In this week’s CMAJ is an interesting study looking at cardiovascular risk factors and heart disease across four ethnic groups, all living in Ontario. While studies have been done in these countries comparing the global burden of disease, each of these countries has their own access to health care and particular social issues. Studies like this have told us that there are higher rates of diabetes in South Asians compared to Canada’s general population. By studying different ethnic groups within Ontario, that would mean they are in the same macro-environment that offers similar access to health care impacting on all these ethnic groups.
Many risk factors are influenced by where you live. For example, anti-smoking legislation, prices of cigarettes, availability of healthy foods etc. Knowing that, does ethnic background make a difference in the prevalence of 8 risk factors and the prevalence of heart disease and stroke here in Ontario?
Four ethnic groups who lived in Ontario -- white, black, Chinese and South Asian -- were looked at to assess this question as well as the prevalence by age and sex. Are there subgroups that might be at the highest risk?
Funded by the Heart and Stroke Foundation, it was found that the Chinese population had the lowest overall prevalence of heart disease, at 3.2% and stroke, at 0.6%, compared to South Asians who had the highest prevalence of heart disease at 5.2% and stroke at 1.7%.
Black individuals had the least desirable cardiovascular risk profile but not the worst prevalence of heart disease (3.4%). White people studied had the highest rates of smoking and obesity while black and South Asian population’s had the highest levels of hypertension and diabetes. Interestingly, white males were most likely to smoke and be obese. The prevalence of smoking was also much higher in white females than any other female counterpart.
South Asian and black populations had the higher prevalence of diabetes and hypertension. People of Chinese origin had significantly lower levels of most cardiovascular risk factors, heart disease and stroke. South Asians had intermediate levels of risk factors and the highest prevalence of heart disease and stroke. While Black populations had high levels of cardiovascular risk factors, they did not have the highest rate of cardiovascular disease.

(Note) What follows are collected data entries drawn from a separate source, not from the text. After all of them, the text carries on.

//! Log writer module
//!
//! Provides thread-safe log writing to files or stdout/stderr.

use std::fs::{File, OpenOptions};
use std::io::{self, Write};
use std::path::Path;
use std::sync::{Mutex, OnceLock};

/// Global log writer instance
static LOG_WRITER: OnceLock<LogWriter> = OnceLock::new();

/// Log output target
enum LogTarget {
    Stdout,
    Stderr,
    File(Mutex<File>),
}

impl LogTarget {
    fn open(path: Option<&str>, fallback: Self) -> io::Result<Self> {
        match path {
            Some(path) => Ok(Self::File(Mutex::new(open_log_file(path)?))),
            None => Ok(fallback),
        }
    }

    fn write(&self, message: &str) {
        match self {
            Self::Stdout => println!("{message}"),
            Self::Stderr => eprintln!("{message}"),
            Self::File(file) => {
                if let Ok(mut f) = file.lock() {
                    let _ = writeln!(f, "{message}");
                }
            }
        }
    }
}

/// Thread-safe log writer
pub struct LogWriter {
    /// Info and access lines
    access: LogTarget,
    /// Warnings and errors
    error: LogTarget,
}

impl LogWriter {
    fn new(access_log_file: Option<&str>, error_log_file: Option<&str>) -> io::Result<Self> {
        Ok(Self {
            access: LogTarget::open(access_log_file, LogTarget::Stdout)?,
            error: LogTarget::open(error_log_file, LogTarget::Stderr)?,
        })
    }

    pub fn write_access(&self, message: &str) {
        self.access.write(message);
    }

    pub fn write_error(&self, message: &str) {
        self.error.write(message);
    }
}

/// Open or create a log file for appending
fn open_log_file(path: &str) -> io::Result<File> {
    if let Some(parent) = Path::new(path).parent() {
        if !parent.as_os_str().is_empty() {
            std::fs::create_dir_all(parent)?;
        }
    }

    OpenOptions::new().create(true).append(true).open(path)
}

/// Initialize the global log writer
///
/// Returns error if log files cannot be opened or the writer is already set.
pub fn init(access_log_file: Option<&str>, error_log_file: Option<&str>) -> io::Result<()> {
    let writer = LogWriter::new(access_log_file, error_log_file)?;
    LOG_WRITER.set(writer).map_err(|_| {
        io::Error::new(
            io::ErrorKind::AlreadyExists,
            "Log writer already initialized",
        )
    })
}

/// Get the global log writer, if initialized
pub fn get() -> Option<&'static LogWriter> {
    LOG_WRITER.get()
}
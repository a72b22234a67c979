//! Request handler module
//!
//! Dispatches decoded requests to the registered route handlers and turns
//! their replies into responses.

pub mod context;
pub mod error_pages;
pub mod reply;
pub mod router;

pub use context::Context;
pub use error_pages::ErrorPages;
pub use reply::{HandlerError, Reply};
pub use router::handle_request;

/// A route handler. Handlers run synchronously on the connection's task and
/// hand file writes back as [`Reply::Save`], which the dispatcher performs
/// with `tokio::fs`.
pub type Handler = fn(&mut Context<'_>) -> Result<Reply, HandlerError>;
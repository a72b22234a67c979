//! Error page registry
//!
//! Maps status codes to page renderers. Statuses without a registered page
//! get the plain `"<code> <reason>"` body.

use std::collections::HashMap;

use http_body_util::Full;
use hyper::body::Bytes;
use hyper::Response;

use super::reply::HandlerError;
use crate::config::AppState;
use crate::http;
use crate::logger;

/// Renders the HTML body of an error page
pub type ErrorPage = fn(&AppState) -> Result<String, HandlerError>;

#[derive(Debug, Default)]
pub struct ErrorPages {
    pages: HashMap<u16, ErrorPage>,
}

impl ErrorPages {
    pub fn new() -> Self {
        Self::default()
    }

    /// Later registrations replace earlier ones
    pub fn register(&mut self, status: u16, page: ErrorPage) {
        self.pages.insert(status, page);
    }

    pub fn render(&self, state: &AppState, status: u16) -> Response<Full<Bytes>> {
        let Some(page) = self.pages.get(&status) else {
            return http::build_status_response(status);
        };
        match page(state) {
            Ok(html) => http::build_html_response(status, html),
            Err(e) => {
                logger::log_error(&format!("Error page for {status} failed: {e}"));
                http::build_status_response(status)
            }
        }
    }
}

We know that the so-called burden of cardiovascular disease differs across nations. These nations differ by the environment, the health care systems and access to their systems.
Already, a difference is noted in smoking rates compared to the native country. For example, Chinese residents have an 8.7% rate of smoking compared to residents of China at 28.9% . South Asian residents in Ontario smoke at a rate of about 8.6% whereas in India the smoking rate is 15.6%.
Here in Ontario, we have a level playing field with respect to access to health care, yet the risk profiles still did vary by ethnic profiles. This is important. As ethnic populations represent a larger proportion of the Canadian population, it becomes important to target specific risk factors.